Yeah, mine does that too. In fact, it's probably one of my most prominent and frustrating symptoms. Though I've always had that issue to some degree, so for a good portion of my life I just assumed it was normal.


----------



## Jackk11 (May 9, 2018)

I wasn’t getting the this before DP. I was going through a stressful period but was eager for summer vacations and I kept getting random flashbacks of days from years past and then a few days later I woke up and my emotions and mind were turned way down.


----------



## Chip1021 (Mar 24, 2018)

That's interesting. So you say your "mind" is turned way down?
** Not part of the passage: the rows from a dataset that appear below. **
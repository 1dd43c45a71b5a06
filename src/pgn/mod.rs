//! Lossless PGN round-tripping for game trees.
//!
//! `parse` reads raw text into a nested move list, `decode` replays that
//! list into a [`GameTree`](crate::tree::GameTree), and `encode` writes a
//! tree back out. Decoding a tree's own output always reproduces the tree.

pub mod decode;
pub mod encode;
pub mod parse;

pub use decode::decode;
pub use encode::encode;
pub use parse::{parse_game, ParsedGame, ParsedMove, MAX_VARIATION_DEPTH};
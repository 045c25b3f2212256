//! Unit of Work: the session's change tracker.
//!
//! Tracks entity keys in three disjoint sets (new, dirty, removed) and
//! writes them out in one pass at commit time: inserts first, so later
//! updates can reference fresh identifiers, then updates, then deletes.
//!
//! The tracker holds keys only. The entities themselves stay owned by the
//! session's identity map and are resolved through it during commit.

use crate::context::LoadContext;
use crate::entity::Identified;
use crate::error::{CommitFailure, CommitPhase, OrmError};
use crate::types::EntityKey;
use serde::Serialize;
use std::fmt;
use tracing::{debug, warn};

/// Work performed by a commit.
#[derive(Debug, Clone, Copy, Default, PartialEq, Eq, Serialize)]
pub struct CommitReport {
    pub inserted: usize,
    pub updated: usize,
    pub deleted: usize,
}

impl CommitReport {
    pub fn total(&self) -> usize {
        self.inserted + self.updated + self.deleted
    }

    pub fn is_empty(&self) -> bool {
        self.total() == 0
    }
}

impl fmt::Display for CommitReport {
    fn fmt(&self, f: &mut fmt::Formatter<'_>) -> fmt::Result {
        write!(
            f,
            "{} inserted, {} updated, {} deleted",
            self.inserted, self.updated, self.deleted
        )
    }
}

/// Which set an entity is tracked in.
#[derive(Debug, Clone, Copy, PartialEq, Eq, Serialize)]
#[serde(rename_all = "lowercase")]
pub enum Tracking {
    New,
    Dirty,
    Removed,
}

#[derive(Debug, Default)]
pub struct UnitOfWork {
    new: Vec<EntityKey>,
    dirty: Vec<EntityKey>,
    removed: Vec<EntityKey>,
    poisoned: bool,
}

impl UnitOfWork {
    pub fn new() -> Self {
        Self::default()
    }

    /// Track a freshly created entity for insertion.
    pub fn register_new(&mut self, entity: &impl Identified) -> Result<(), OrmError> {
        let key = self.key_for(entity, "register as new")?;
        if let Some(tracking) = self.tracking(&key) {
            return Err(OrmError::invariant(format!(
                "{} is already tracked as {:?}",
                key, tracking
            )));
        }
        self.new.push(key);
        Ok(())
    }

    /// Track a changed entity for update. A no-op for entities already
    /// tracked as new or dirty.
    pub fn register_dirty(&mut self, entity: &impl Identified) -> Result<(), OrmError> {
        let key = self.key_for(entity, "register as dirty")?;
        match self.tracking(&key) {
            Some(Tracking::Removed) => Err(OrmError::invariant(format!(
                "{} is removed and cannot become dirty",
                key
            ))),
            Some(Tracking::New) | Some(Tracking::Dirty) => Ok(()),
            None => {
                self.dirty.push(key);
                Ok(())
            }
        }
    }

    /// Track an entity for deletion.
    ///
    /// An entity that was only ever new is simply forgotten, since it was
    /// never written.
    pub fn register_removed(&mut self, entity: &impl Identified) -> Result<(), OrmError> {
        let key = self.key_for(entity, "register as removed")?;
        if remove_key(&mut self.new, &key) {
            debug!("Dropped pending insert of {}", key);
            return Ok(());
        }
        remove_key(&mut self.dirty, &key);
        if !self.removed.contains(&key) {
            self.removed.push(key);
        }
        Ok(())
    }

    /// Declare an entity unchanged. Only validates its identifier.
    pub fn register_clean(&mut self, entity: &impl Identified) -> Result<(), OrmError> {
        self.key_for(entity, "register as clean").map(|_| ())
    }

    pub fn tracking(&self, key: &EntityKey) -> Option<Tracking> {
        if self.new.contains(key) {
            Some(Tracking::New)
        } else if self.dirty.contains(key) {
            Some(Tracking::Dirty)
        } else if self.removed.contains(key) {
            Some(Tracking::Removed)
        } else {
            None
        }
    }

    pub fn new_keys(&self) -> &[EntityKey] {
        &self.new
    }

    pub fn dirty_keys(&self) -> &[EntityKey] {
        &self.dirty
    }

    pub fn removed_keys(&self) -> &[EntityKey] {
        &self.removed
    }

    /// Number of tracked entities
    pub fn pending(&self) -> usize {
        self.new.len() + self.dirty.len() + self.removed.len()
    }

    pub fn is_empty(&self) -> bool {
        self.pending() == 0
    }

    pub fn is_poisoned(&self) -> bool {
        self.poisoned
    }

    /// Write every tracked change through its mapper: inserts, then
    /// updates, then deletes. Clears the tracked sets on success.
    ///
    /// On failure the returned [`CommitFailure`] names the phase, the
    /// entity and the work already done, and this unit of work refuses
    /// any further use.
    pub fn commit(&mut self, cx: &mut LoadContext<'_>) -> Result<CommitReport, OrmError> {
        self.ensure_usable()?;

        let new = std::mem::take(&mut self.new);
        let dirty = std::mem::take(&mut self.dirty);
        let removed = std::mem::take(&mut self.removed);
        let mut report = CommitReport::default();

        debug!("Commit phase insert: {} entities", new.len());
        for key in new {
            self.apply(cx, CommitPhase::Insert, key, report)?;
            report.inserted += 1;
        }

        debug!("Commit phase update: {} entities", dirty.len());
        for key in dirty {
            self.apply(cx, CommitPhase::Update, key, report)?;
            report.updated += 1;
        }

        debug!("Commit phase delete: {} entities", removed.len());
        for key in removed {
            self.apply(cx, CommitPhase::Delete, key, report)?;
            report.deleted += 1;
        }

        Ok(report)
    }

    fn apply(
        &mut self,
        cx: &mut LoadContext<'_>,
        phase: CommitPhase,
        key: EntityKey,
        progress: CommitReport,
    ) -> Result<(), OrmError> {
        let result = cx.registry().by_kind(key.kind).and_then(|mapper| match phase {
            CommitPhase::Insert => mapper.insert_key(cx, key),
            CommitPhase::Update => mapper.update_key(cx, key),
            CommitPhase::Delete => mapper.delete_key(cx, key),
            CommitPhase::Begin | CommitPhase::Complete => Err(OrmError::invariant(format!(
                "commit phase {} does not write entities",
                phase
            ))),
        });

        result.map_err(|cause| {
            self.poison();
            warn!("Commit failed during {} of {}: {}", phase, key, cause);
            OrmError::from(Box::new(CommitFailure {
                phase,
                key: Some(key),
                progress,
                cause,
            }))
        })
    }

    /// Refuse any further registration or commit
    pub(crate) fn poison(&mut self) {
        self.poisoned = true;
    }

    fn ensure_usable(&self) -> Result<(), OrmError> {
        if self.poisoned {
            return Err(OrmError::invariant(
                "unit of work was abandoned by a failed commit; start a new session",
            ));
        }
        Ok(())
    }

    fn key_for(&self, entity: &impl Identified, operation: &str) -> Result<EntityKey, OrmError> {
        self.ensure_usable()?;
        let kind = entity.entity_kind();
        let id = entity.entity_id().ok_or_else(|| {
            OrmError::invariant(format!("cannot {} a {} without an id", operation, kind))
        })?;
        Ok(EntityKey { kind, id })
    }
}

fn remove_key(keys: &mut Vec<EntityKey>, key: &EntityKey) -> bool {
    match keys.iter().position(|k| k == key) {
        Some(index) => {
            keys.remove(index);
            true
        }
        None => false,
    }
}

#[cfg(test)]
mod tests {
    use super::*;
    use crate::types::{EntityId, EntityKind};

    const ITEM: EntityKind = EntityKind::new("item");

    fn key(id: i64) -> EntityKey {
        EntityKey::new(ITEM, id)
    }

    /// An entity that has not been given an id yet
    struct Unsaved;

    impl Identified for Unsaved {
        fn entity_kind(&self) -> EntityKind {
            ITEM
        }

        fn entity_id(&self) -> Option<EntityId> {
            None
        }
    }

    #[test]
    fn test_register_new_twice_fails() {
        let mut uow = UnitOfWork::new();
        uow.register_new(&key(1)).unwrap();
        let err = uow.register_new(&key(1)).unwrap_err();
        assert!(matches!(err, OrmError::InvariantViolation(_)));
        assert_eq!(uow.new_keys(), &[key(1)]);
    }

    #[test]
    fn test_register_new_rejects_tracked_entities() {
        let mut uow = UnitOfWork::new();
        uow.register_dirty(&key(1)).unwrap();
        uow.register_removed(&key(2)).unwrap();

        assert!(uow.register_new(&key(1)).is_err());
        assert!(uow.register_new(&key(2)).is_err());
    }

    #[test]
    fn test_registration_requires_id() {
        let mut uow = UnitOfWork::new();
        assert!(uow.register_new(&Unsaved).is_err());
        assert!(uow.register_dirty(&Unsaved).is_err());
        assert!(uow.register_removed(&Unsaved).is_err());
        assert!(uow.register_clean(&Unsaved).is_err());
        assert!(uow.is_empty());
    }

    #[test]
    fn test_dirty_after_new_is_noop() {
        let mut uow = UnitOfWork::new();
        uow.register_new(&key(1)).unwrap();
        uow.register_dirty(&key(1)).unwrap();

        assert_eq!(uow.tracking(&key(1)), Some(Tracking::New));
        assert!(uow.dirty_keys().is_empty());
    }

    #[test]
    fn test_dirty_is_idempotent() {
        let mut uow = UnitOfWork::new();
        uow.register_dirty(&key(4)).unwrap();
        uow.register_dirty(&key(4)).unwrap();
        assert_eq!(uow.dirty_keys(), &[key(4)]);
    }

    #[test]
    fn test_dirty_after_removed_fails() {
        let mut uow = UnitOfWork::new();
        uow.register_removed(&key(1)).unwrap();
        assert!(uow.register_dirty(&key(1)).is_err());
    }

    #[test]
    fn test_removed_after_new_forgets_entity() {
        let mut uow = UnitOfWork::new();
        uow.register_new(&key(1)).unwrap();
        uow.register_removed(&key(1)).unwrap();

        assert_eq!(uow.tracking(&key(1)), None);
        assert!(uow.is_empty());
    }

    #[test]
    fn test_removed_evicts_dirty() {
        let mut uow = UnitOfWork::new();
        uow.register_dirty(&key(3)).unwrap();
        uow.register_removed(&key(3)).unwrap();
        uow.register_removed(&key(3)).unwrap();

        assert!(uow.dirty_keys().is_empty());
        assert_eq!(uow.removed_keys(), &[key(3)]);
    }

    #[test]
    fn test_clean_does_not_track() {
        let mut uow = UnitOfWork::new();
        uow.register_clean(&key(9)).unwrap();
        assert!(uow.is_empty());
    }

    #[test]
    fn test_sets_stay_disjoint() {
        let mut uow = UnitOfWork::new();
        for id in 1..=6 {
            uow.register_new(&key(id)).unwrap();
        }
        uow.register_dirty(&key(7)).unwrap();
        uow.register_removed(&key(2)).unwrap();
        uow.register_removed(&key(7)).unwrap();
        uow.register_dirty(&key(3)).unwrap();

        let mut all: Vec<EntityKey> = uow
            .new_keys()
            .iter()
            .chain(uow.dirty_keys())
            .chain(uow.removed_keys())
            .copied()
            .collect();
        let before = all.len();
        all.sort();
        all.dedup();
        assert_eq!(all.len(), before);
        assert_eq!(uow.pending(), 6);
    }

    #[test]
    fn test_commit_report_display() {
        let report = CommitReport {
            inserted: 1,
            updated: 2,
            deleted: 3,
        };
        assert_eq!(report.to_string(), "1 inserted, 2 updated, 3 deleted");
        assert_eq!(report.total(), 6);
    }
}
Is that similar to what people her refer to as "blank mind"?

I feel the opposite...my "mind" just won't shut up.


----------



## Jackk11 (May 9, 2018)

Chip1021 said:


> That's interesting. So you say your "mind" is turned way down? Is that similar to what people her refer to as "blank mind"?
> 
> I feel the opposite...my "mind" just won't shut up.


Idek honestly it's confusing as fuck. I feel like I get these random thoughts words and phrases once my head such as song lyrics and they repeat and repeat but my thoughts never mean anything. I dont know if it's blank mind because I can make mental pictures and I can copy music in my head and produce coherent thoughts if I try but it feels like I'm just talking to myself


----------



## Chip1021 (Mar 24, 2018)

Jackk11 said:


> Idek honestly it's confusing as fuck. I feel like I get these random thoughts words and phrases once my head such as song lyrics and they repeat and repeat but my thoughts never mean anything. I dont know if it's blank mind because I can make mental pictures and I can copy music in my head and produce coherent thoughts if I try but it feels like I'm just talking to myself


This is me to a T (or is it tee? I've never seen the expression written, nor do I know where it comes from).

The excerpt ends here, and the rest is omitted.